PepsiCo reports earnings February 11. Consensus expects $1.78 per share on $27.9 billion revenue, with North American beverage volume the line item Elliott is using as its credibility benchmark. The activist's private presentations to institutional holders cite Coca-Cola's 320 basis points of EBITDA margin superiority in sparkling beverages and argue PepsiCo's Frito-Lay distribution advantage is being diluted by cross-subsidizing underperforming liquid categories. Elliott has not filed a 13D amendment since December, suggesting the position remains around $2 billion at current share prices, or roughly 75 basis points of market capitalization.
The validation question is whether CEO Ramon Laguarta can show early-stage execution without ceding to a full portfolio breakup. Johnston's return gives Elliott a known operator inside the building, but also removes the excuse of CFO transition as a delay mechanism. The firm is watching three markers: North American beverage organic revenue growth above 2 percent, Frito-Lay margin stability despite commodity inflation, and any language on strategic review timelines for the international snack portfolio. A miss on the first metric gives Elliott public ammunition. A beat on all three gives Laguarta six more months of operational runway before the activist escalates to proxy mechanics.
Elliott's simultaneous entry into Lululemon this week signals the firm is running a parallel consumer-brand campaign, using comparable margin-expansion and SKU-rationalization arguments. That dual positioning suggests Jesse Cohn's team views Q1 2025 as a sector-wide moment to test whether post-COVID brand operators can self-correct on bloated cost structures, or whether activists need to force the hand. PepsiCo is the larger, more liquid bet, but also the one with established institutional resistance to portfolio splits after the company rejected similar pressure in 2019.

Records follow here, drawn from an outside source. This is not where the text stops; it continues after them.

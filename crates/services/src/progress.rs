use std::sync::Arc;

use tokio::sync::watch;
use tokio::task::JoinHandle;

use study_core::model::{OwnerId, TopicWithProgress, aggregate_progress};

use storage::feed::StoreFeeds;
use storage::repository::{StorageError, SubtopicRepository, TopicRepository};

use crate::error::ProgressError;
use crate::session::UserSession;

/// Derives per-topic completion from the live topic and subtopic collections.
///
/// One-shot snapshots come from `topics_with_progress`; `watch` keeps a
/// continuously updated view that re-emits whenever either store or the
/// signed-in user changes.
#[derive(Clone)]
pub struct ProgressService {
    topics: Arc<dyn TopicRepository>,
    subtopics: Arc<dyn SubtopicRepository>,
    feeds: StoreFeeds,
    session: UserSession,
}

impl ProgressService {
    #[must_use]
    pub fn new(
        topics: Arc<dyn TopicRepository>,
        subtopics: Arc<dyn SubtopicRepository>,
        feeds: StoreFeeds,
        session: UserSession,
    ) -> Self {
        Self {
            topics,
            subtopics,
            feeds,
            session,
        }
    }

    /// Compute the current progress list for the signed-in user.
    ///
    /// # Errors
    ///
    /// Returns `ProgressError::Storage` if repository access fails.
    pub async fn topics_with_progress(&self) -> Result<Vec<TopicWithProgress>, ProgressError> {
        let owner = self.session.current();
        let progress =
            recompute(self.topics.as_ref(), self.subtopics.as_ref(), owner.as_ref()).await?;
        Ok(progress)
    }

    /// Start watching aggregated progress.
    ///
    /// The returned handle holds the latest emission and re-emits on every
    /// store mutation and user change. A store failure mid-watch closes the
    /// stream; `next`/`wait_for` then return `None`. Dropping the handle stops
    /// the watcher.
    ///
    /// Must be called from within a tokio runtime.
    ///
    /// # Errors
    ///
    /// Returns `ProgressError::Storage` if the initial query fails.
    pub async fn watch(&self) -> Result<ProgressWatch, ProgressError> {
        let mut topics_rx = self.feeds.topics.subscribe();
        let mut subtopics_rx = self.feeds.subtopics.subscribe();
        let mut session_rx = self.session.subscribe();

        let owner = session_rx.borrow_and_update().clone();
        let initial =
            recompute(self.topics.as_ref(), self.subtopics.as_ref(), owner.as_ref()).await?;
        let (tx, rx) = watch::channel(initial);

        let topics = Arc::clone(&self.topics);
        let subtopics = Arc::clone(&self.subtopics);

        let task = tokio::spawn(async move {
            loop {
                tokio::select! {
                    changed = topics_rx.changed() => if changed.is_err() { break },
                    changed = subtopics_rx.changed() => if changed.is_err() { break },
                    changed = session_rx.changed() => if changed.is_err() { break },
                    () = tx.closed() => break,
                }

                // Mark every input seen so one burst of writes yields one
                // recomputation instead of one per fired input.
                topics_rx.borrow_and_update();
                subtopics_rx.borrow_and_update();
                let owner = session_rx.borrow_and_update().clone();

                match recompute(topics.as_ref(), subtopics.as_ref(), owner.as_ref()).await {
                    Ok(progress) => {
                        if tx.send(progress).is_err() {
                            break;
                        }
                    }
                    Err(e) => {
                        tracing::warn!(error = %e, "progress recomputation failed; closing watch");
                        break;
                    }
                }
            }
        });

        Ok(ProgressWatch { rx, task })
    }
}

/// Re-query both collections and join them.
async fn recompute(
    topics: &dyn TopicRepository,
    subtopics: &dyn SubtopicRepository,
    owner: Option<&OwnerId>,
) -> Result<Vec<TopicWithProgress>, StorageError> {
    let topic_rows = topics.list_topics(owner).await?;
    let subtopic_rows = subtopics.list_subtopics(owner).await?;
    Ok(aggregate_progress(&topic_rows, &subtopic_rows, owner))
}

/// Live handle onto aggregated progress.
pub struct ProgressWatch {
    rx: watch::Receiver<Vec<TopicWithProgress>>,
    task: JoinHandle<()>,
}

impl ProgressWatch {
    /// The most recent emission.
    #[must_use]
    pub fn current(&self) -> Vec<TopicWithProgress> {
        self.rx.borrow().clone()
    }

    /// Wait for the next emission. Returns `None` when the stream has closed.
    ///
    /// Intermediate emissions may be conflated; the returned value is always
    /// the newest one.
    pub async fn next(&mut self) -> Option<Vec<TopicWithProgress>> {
        self.rx.changed().await.ok()?;
        Some(self.rx.borrow_and_update().clone())
    }

    /// Wait until an emission satisfies `accept` (the current value counts).
    /// Returns `None` when the stream closes first.
    pub async fn wait_for(
        &mut self,
        accept: impl FnMut(&Vec<TopicWithProgress>) -> bool,
    ) -> Option<Vec<TopicWithProgress>> {
        let progress = self.rx.wait_for(accept).await.ok()?.clone();
        Some(progress)
    }
}

impl Drop for ProgressWatch {
    fn drop(&mut self) {
        self.task.abort();
    }
}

Operators should track PepsiCo's conference-call language on capital allocation. If Laguarta commits to a $2 billion accelerated buyback or announces a beverage-only cost-reduction program, Elliott will view that as a negotiated concession and likely hold its public posture. If the call offers only incremental guidance adjustments and defers strategic review commentary to the May investor day, the firm will begin building a proxy coalition. The tell will be whether Elliott files an updated 13D within 10 days of earnings, which would indicate dissatisfaction and an intent to formalize asks.
Hugh Johnston's first earnings call as returning CFO is February 11 at 8:15 a.m. Eastern. The line item is North American beverage volume. The subtext is whether PepsiCo can show margin discipline without splitting the company.